# What is being asked
From the entries that follow, gather each line holding the word "EngineConfig".

(Records excerpted from a collection)
================
//! Configuration for triband front ends
//!
//! - Generic YAML config loading/saving
//! - Engine configuration (block size, trim ramp, start-up parameters)
//! - Standard config paths
//!
//! # Usage
//!
//! ```ignore
//! use triband_core::config::{default_config_path, load_config, EngineConfig};
//!
//! let config: EngineConfig = load_config(&default_config_path());
//! config.apply_params(&store)?;
//! ```

mod engine;
mod io;
mod paths;

pub use engine::EngineConfig;
pub use io::{load_config, read_config, save_config};
pub use paths::{config_dir, default_config_path};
================
# Answer to this exercise
//! use triband_core::config::{default_config_path, load_config, EngineConfig};
//! let config: EngineConfig = load_config(&default_config_path());
pub use engine::EngineConfig;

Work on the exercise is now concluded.